Here comes the government, they are going to "Bail" out the banks. In all seriousness, and I am scratching my head here, do they really think that this is going to be a long term solution? Bail out the banks, what a joke. Everyone in America is suffering. Even those that lived on a budget, saved their money and didn't buy a home they couldn't afford. Some of them are reaping the benefits of their thrift and are now getting affordable homes. Some of them, still are not able to buy a home. Why? Because they have lost their jobs, they have used their savings and feel like they are getting no where (That's us). So what would bailing out the banks do? Perhaps temporarily this would calm the stock markets. It would also, reward people, executives, for there poor behavior. It would create 700 billion dollars more of inflation, this is an indirect tax on all of us. As if the war and spending on all of the natural disastors of the last couple of years has not hurt us already. Inflation, means the cost of living (everything) will continue to rise. Is this bailout a solution, NOT AT ALL. I don't know what the solution is, but I know that the underlying instability of the economy right now is scary and it leads me to my solution.

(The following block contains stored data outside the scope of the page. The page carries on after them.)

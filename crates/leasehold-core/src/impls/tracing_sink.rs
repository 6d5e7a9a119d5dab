//! TracingLogSink - default sink forwarding entries to `tracing`.

use crate::ports::{LogEntry, LogLevel, LogSink};

/// Emits every entry as a `tracing` event with `component` (and `error`
/// when present) as structured fields. Subscriber setup is up to the binary.
#[derive(Debug, Default, Clone, Copy)]
pub struct TracingLogSink;

impl TracingLogSink {
    pub fn new() -> Self {
        Self
    }
}

impl LogSink for TracingLogSink {
    fn record(&self, entry: LogEntry) {
        let LogEntry {
            level,
            component,
            message,
            error,
        } = entry;

        match (level, error) {
            (LogLevel::Debug, None) => tracing::debug!(component = %component, "{message}"),
            (LogLevel::Debug, Some(e)) => {
                tracing::debug!(component = %component, error = %e, "{message}")
            }
            (LogLevel::Info, None) => tracing::info!(component = %component, "{message}"),
            (LogLevel::Info, Some(e)) => {
                tracing::info!(component = %component, error = %e, "{message}")
            }
            (LogLevel::Warn, None) => tracing::warn!(component = %component, "{message}"),
            (LogLevel::Warn, Some(e)) => {
                tracing::warn!(component = %component, error = %e, "{message}")
            }
            (LogLevel::Error, None) => tracing::error!(component = %component, "{message}"),
            (LogLevel::Error, Some(e)) => {
                tracing::error!(component = %component, error = %e, "{message}")
            }
        }
    }
}
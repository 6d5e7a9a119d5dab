//! Processor configuration.
//!
//! Values come from defaults, then an optional file, then `LEASEHOLD_*`
//! environment variables (e.g. `LEASEHOLD_VISIBILITY_TIMEOUT_SECS=60`).

use std::collections::HashMap;
use std::path::Path;
use std::time::Duration;

use serde::{Deserialize, Serialize};
use thiserror::Error;

pub const ENV_PREFIX: &str = "LEASEHOLD";

/// Longest lease a storage queue will grant (7 days).
pub const MAX_VISIBILITY_TIMEOUT_SECS: u64 = 7 * 24 * 60 * 60;

#[derive(Debug, Error)]
pub enum ConfigError {
    #[error("{field} must be greater than zero")]
    NonPositive { field: &'static str },

    #[error("{field} must be at most {max}")]
    TooLarge { field: &'static str, max: u64 },

    #[error("component name must not be empty")]
    EmptyComponent,

    #[error("failed to load configuration: {0}")]
    Load(#[from] ::config::ConfigError),
}

#[derive(Debug, Clone, PartialEq, Eq, Serialize, Deserialize)]
#[serde(default)]
pub struct ProcessorConfig {
    /// Queue the processor consumes. The processor itself never reads it;
    /// it is handed to the transport when the queue is built (see
    /// `InMemoryQueue::named`).
    pub queue_name: String,

    /// Lease length requested on receive and on every renewal.
    pub visibility_timeout_secs: u64,

    /// Back-off after an empty receive.
    pub idle_wait_ms: u64,

    /// Tag attached to every log entry the processor emits.
    pub component: String,
}

impl Default for ProcessorConfig {
    fn default() -> Self {
        Self {
            queue_name: "default".to_string(),
            visibility_timeout_secs: 30,
            idle_wait_ms: 1000,
            component: "queue_processor".to_string(),
        }
    }
}

impl ProcessorConfig {
    pub fn visibility_window(&self) -> Duration {
        Duration::from_secs(self.visibility_timeout_secs)
    }

    pub fn idle_interval(&self) -> Duration {
        Duration::from_millis(self.idle_wait_ms)
    }

    pub fn validate(&self) -> Result<(), ConfigError> {
        if self.visibility_timeout_secs == 0 {
            return Err(ConfigError::NonPositive {
                field: "visibility_timeout_secs",
            });
        }
        if self.visibility_timeout_secs > MAX_VISIBILITY_TIMEOUT_SECS {
            return Err(ConfigError::TooLarge {
                field: "visibility_timeout_secs",
                max: MAX_VISIBILITY_TIMEOUT_SECS,
            });
        }
        if self.idle_wait_ms == 0 {
            return Err(ConfigError::NonPositive {
                field: "idle_wait_ms",
            });
        }
        if self.component.trim().is_empty() {
            return Err(ConfigError::EmptyComponent);
        }
        Ok(())
    }

    /// Load from an optional file plus the process environment, then validate.
    pub fn load(path: Option<&Path>) -> Result<Self, ConfigError> {
        Self::load_with_env(path, None)
    }

    fn load_with_env(
        path: Option<&Path>,
        env: Option<HashMap<String, String>>,
    ) -> Result<Self, ConfigError> {
        let mut builder = ::config::Config::builder();
        if let Some(path) = path {
            builder = builder.add_source(::config::File::from(path).required(true));
        }
        let settings = builder
            .add_source(
                ::config::Environment::with_prefix(ENV_PREFIX)
                    .try_parsing(true)
                    .source(env),
            )
            .build()?;

        let config: ProcessorConfig = settings.try_deserialize()?;
        config.validate()?;
        Ok(config)
    }
}
//! Impls - in-process implementations of the ports.
//!
//! - **InMemoryQueue**: development queue with real visibility semantics
//! - **TracingLogSink**: default sink, forwards to `tracing`
//! - **MemoryLogSink**: records entries for inspection
//!
//! Cloud-backed queues belong in their own crates.

pub mod memory_queue;
pub mod memory_sink;
pub mod tracing_sink;

pub use self::memory_queue::InMemoryQueue;
pub use self::memory_sink::MemoryLogSink;
pub use self::tracing_sink::TracingLogSink;
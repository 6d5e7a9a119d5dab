//! App - the processing engine built on the ports.
//!
//! # Components
//! - **QueueProcessor**: the poll loop (receive, dispatch, idle back-off)
//! - **lifecycle**: one message through handler + renewal to delete/abandon
//! - **RenewalGuard**: keeps a lease alive while its handler runs
//! - **ProcessorBuilder**: wiring and config validation
//! - **ProcessorGroup**: several processors on one queue
//! - **shutdown**: cooperative cancellation

pub mod builder;
pub mod group;
pub mod handler;
pub mod lifecycle;
pub mod processor;
pub mod renewal;
pub mod shutdown;

pub use self::builder::{BuildError, ProcessorBuilder};
pub use self::group::ProcessorGroup;
pub use self::handler::{FnHandler, MessageHandler, handler_fn};
pub use self::processor::{ProcessorError, QueueProcessor};
pub use self::renewal::{RenewalGuard, RenewalSummary, renewal_interval};
pub use self::shutdown::{ShutdownSignal, ShutdownTrigger};
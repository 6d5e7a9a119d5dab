use std::sync::Arc;

use serde::Serialize;
use tokio::task::JoinHandle;

use crate::app::handler::MessageHandler;
use crate::app::processor::{ProcessorError, QueueProcessor};
use crate::app::shutdown::{self, ShutdownTrigger};
use crate::observability::ProcessorCounts;
use crate::ports::MessageQueue;

/// Several processors consuming the same queue, each on its own task.
/// - `request_shutdown()` stops all of them from taking new messages
/// - `shutdown_and_join()` also waits for in-flight messages to finish
pub struct ProcessorGroup {
    shutdown: ShutdownTrigger,
    joins: Vec<JoinHandle<Result<ProcessorCounts, ProcessorError>>>,
}

impl ProcessorGroup {
    /// Spawn `n` clones of `processor` sharing `handler`.
    pub fn spawn<T, Q, H>(n: usize, processor: QueueProcessor<T, Q>, handler: Arc<H>) -> Self
    where
        T: Serialize + Send + Sync + 'static,
        Q: MessageQueue<T> + ?Sized + 'static,
        H: MessageHandler<T> + ?Sized + 'static,
    {
        let (shutdown, signal) = shutdown::channel();

        let mut joins = Vec::with_capacity(n);
        for _ in 0..n {
            let processor = processor.clone();
            let handler = Arc::clone(&handler);
            let signal = signal.clone();

            joins.push(tokio::spawn(async move {
                processor.run(handler.as_ref(), signal).await
            }));
        }

        Self { shutdown, joins }
    }

    pub fn len(&self) -> usize {
        self.joins.len()
    }

    pub fn is_empty(&self) -> bool {
        self.joins.is_empty()
    }

    /// Stop taking new messages. Handlers already running are not cancelled.
    pub fn request_shutdown(&self) {
        self.shutdown.trigger();
    }

    /// Request shutdown and wait for every processor, in spawn order.
    pub async fn shutdown_and_join(self) -> Vec<Result<ProcessorCounts, ProcessorError>> {
        self.request_shutdown();

        let mut results = Vec::with_capacity(self.joins.len());
        for join in self.joins {
            results.push(join.await.unwrap_or_else(|e| Err(ProcessorError::from(e))));
        }
        results
    }
}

To be happy with what I have and grateful, to make a garden, to walk if I can to buy my food. To take care of the environment (I haven't even gone into how all of this is indirectly related to how poorly we have been treating the environment). I also haven't gone into a diatribe about how the GMO's and poor eating habits of Americans are increasing the cost of health care creating the big demand for the health care industry (health care, I think it should be sick care). Which also strains our economy and makes the big guy's rich and the rest of us poor and sick. That triad can wait for another day, there is a lot to say about that.

Anyway, I am sure I have left out a lot, and that there are other perspectives out there (one which my neighbor holds is that this crises is from the cost of foreign oil, give me a break). If anyone can expound on this futher please comment, it would be interesting to see other perspectives.

~Strawberry Girl


Clone.Girl. said...

Wow, that is a lot of information. I can always count on you to tell me useful information about everything I didn't want to know about (this is a good thing). I finally understand what is going on now. This is an election year, hopefully the next President can fix it, if we haven't already gone too far. It is scary, your blog basically sums up everything in this short video I watched. It is ( I think you would like it.

Strawberry Girl said...

Yeah, the Story of Stuff is a clear cut example of all of this. There is more to the story about the economy that I haven't thought about yet, I have only heard snippets here and there. But I do think that taking a good look at ourselves and what we are doing is a good place to start. Although it is difficult to be a purist. i.e. Eat all local and organic, use only cloth bags, only buy used stuff, pick up garbage, don't waste water, walk wherever you need to go or use public transportation, use solar power, etc. . .
You can alienate some people if your not careful, everyone in my household thinks I have "lost it." A lot of times, but I try to do what I can and do it without drawing attention to myself (as much as possible). That way, even though I am bringing Organic food to dinner on sunday's I try to laugh it off and make fun of myself so that everyone knows I am not trying to judge them. It's hard, but I do win respect that I don't even know about until they make comments later on.

If I come across anything else on the economy that might be useful, I will post it.